Eighteen items are included in the final rule stage, up from 11 on the Spring Agenda. Disclosure on hedging by employees, officers and directors remains in the final rule stage. The proposed rules were issued in February 2015 (see HERE) and will result in checking another box on the Dodd-Frank rulemaking list. Still in the final rule stage are amendment to the SEC’s modernization of property disclosure for mining companies, disclosure on order handling information, amendments to municipal securities disclosures, a few rule changes related to investment advisors and a few related to swaps, and implementation of FAST Act report recommendations (see HERE).
Auditor independence with respect to loans or debtor-creditor relationships moved up from proposed to the final rule stage, as did amendments related to fair access to investment research and amendments to the whistleblower program.
Amendments to the SEC’s Freedom of Information Act Regulations, which was included in the Spring Agenda final rule stage, were enacted in June 2018. Regulation S-K disclosure updates and simplification rule changes remain on the final rule change list even though some amendments have been recently implemented (see HERE). Likewise, a change to the definition of a smaller reporting company has been completed and thus off the list (see HERE) as has the adoption of inline XBRL (see HERE). Business, Financial and Management Disclosure Required by Regulation S-K remains in the proposed rule stage, continuing the topic of disclosure reform.
Although investment company reporting modernization and amendments to the Investment Advisers Act were included in the Spring Agenda final rule stage, no rule changes have been made and as mentioned above, in the newest Agenda, the modernization of investment company disclosures is listed in the pre-rule stage.
Eighteen items are included in the proposed rule stage.
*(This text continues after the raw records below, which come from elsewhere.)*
//! Ingestion metrics
//!
//! Every event goes to the Prometheus series and to an in-memory aggregator that
//! backs the end-of-run report.

use std::sync::{Mutex, MutexGuard, PoisonError};
use std::time::Duration;

use observability::{
    DropReason, IngestionMetricsAggregator, MetricsSummary, SubmissionKind, SubmissionOutcome,
};

/// Shared ingestion metrics
#[derive(Debug, Default)]
pub struct IngestionMetrics {
    aggregator: Mutex<IngestionMetricsAggregator>,
}

impl IngestionMetrics {
    pub fn new() -> Self {
        Self::default()
    }

    fn aggregator(&self) -> MutexGuard<'_, IngestionMetricsAggregator> {
        // Counters stay usable after a panicking holder
        self.aggregator
            .lock()
            .unwrap_or_else(PoisonError::into_inner)
    }

    pub fn record_submission(
        &self,
        stream: &str,
        kind: SubmissionKind,
        outcome: SubmissionOutcome,
        latency: Duration,
    ) {
        observability::record_submission(stream, kind, outcome, latency);
        self.aggregator().submission(stream, kind, outcome, latency);
    }

    pub fn record_drop(&self, stream: &str, reason: DropReason) {
        observability::record_drop(stream, reason);
        self.aggregator().drop_reading(stream);
    }

    pub fn record_retry(&self, stream: &str, kind: SubmissionKind) {
        observability::record_retry(stream, kind);
        self.aggregator().retry(stream);
    }

    pub fn record_poll_fault(&self, stream: &str) {
        observability::record_poll_fault(stream);
        self.aggregator().poll_fault(stream);
    }

    pub fn record_discarded(&self, stream: &str, count: u64) {
        observability::record_discarded(stream, count);
        self.aggregator().discarded(stream, count);
    }

    pub fn record_rate_sleep(&self, stream: &str, sleep: Duration) {
        observability::record_rate_sleep(stream, sleep);
        self.aggregator().rate_sleep(sleep);
    }

    pub fn record_final_optimization(&self, success: bool) {
        observability::record_final_optimization(success);
        self.aggregator().final_optimization(success);
    }

    /// Summary of everything recorded so far
    pub fn summary(&self) -> MetricsSummary {
        self.aggregator().summary()
    }
}
//! Error types for CLI operations.

use std::path::PathBuf;

use thiserror::Error;

/// Errors raised while assembling a session
#[derive(Error, Debug)]
pub enum CliError {
    /// Configuration file not found
    #[error("Configuration file not found: {}", path.display())]
    ConfigNotFound { path: PathBuf },

    /// Configuration could not be loaded or is invalid
    #[error(transparent)]
    Config(#[from] contracts::ContractError),

    /// Sensor sources could not be built
    #[error("Failed to build sensor sources: {0}")]
    Sources(#[from] sensor_sources::SourceLoadError),

    /// Mapping engine could not be initialized
    #[error("Failed to initialize mapping engine: {0}")]
    Engine(#[from] mapping_facade::FacadeError),

    /// Ingestion could not start or a task died
    #[error(transparent)]
    Ingestion(#[from] ingestion::IngestionError),
}

impl CliError {
    pub fn config_not_found(path: impl Into<PathBuf>) -> Self {
        Self::ConfigNotFound { path: path.into() }
    }
}

/// Result type alias for CLI operations
pub type Result<T> = std::result::Result<T, CliError>;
Items of interest in the proposed rule stage include amendments extending the testing-the-waters provisions to non-emerging growth companies (see current testing-the-waters provisions HERE); financial disclosures about acquired businesses, disclosure of payments by resource extraction issuers, filing fee processing updates, bank holding company disclosures, exchange traded funds, and fund of fund arrangements. As promised by Chair Clayton, amendments to the definition of an accelerated filer appear on the proposed rule change list.
Regulation A amendments are now included in both the long-term action list and proposed rule stage. I am hopeful that these amendments may include an increase in the offering limits. We continue to wait for the SEC to amend the Regulation A rules to allow reporting issuers to utilize the offering as required by the Economic Growth, Regulatory Relief and Consumer Protection Act (see HERE).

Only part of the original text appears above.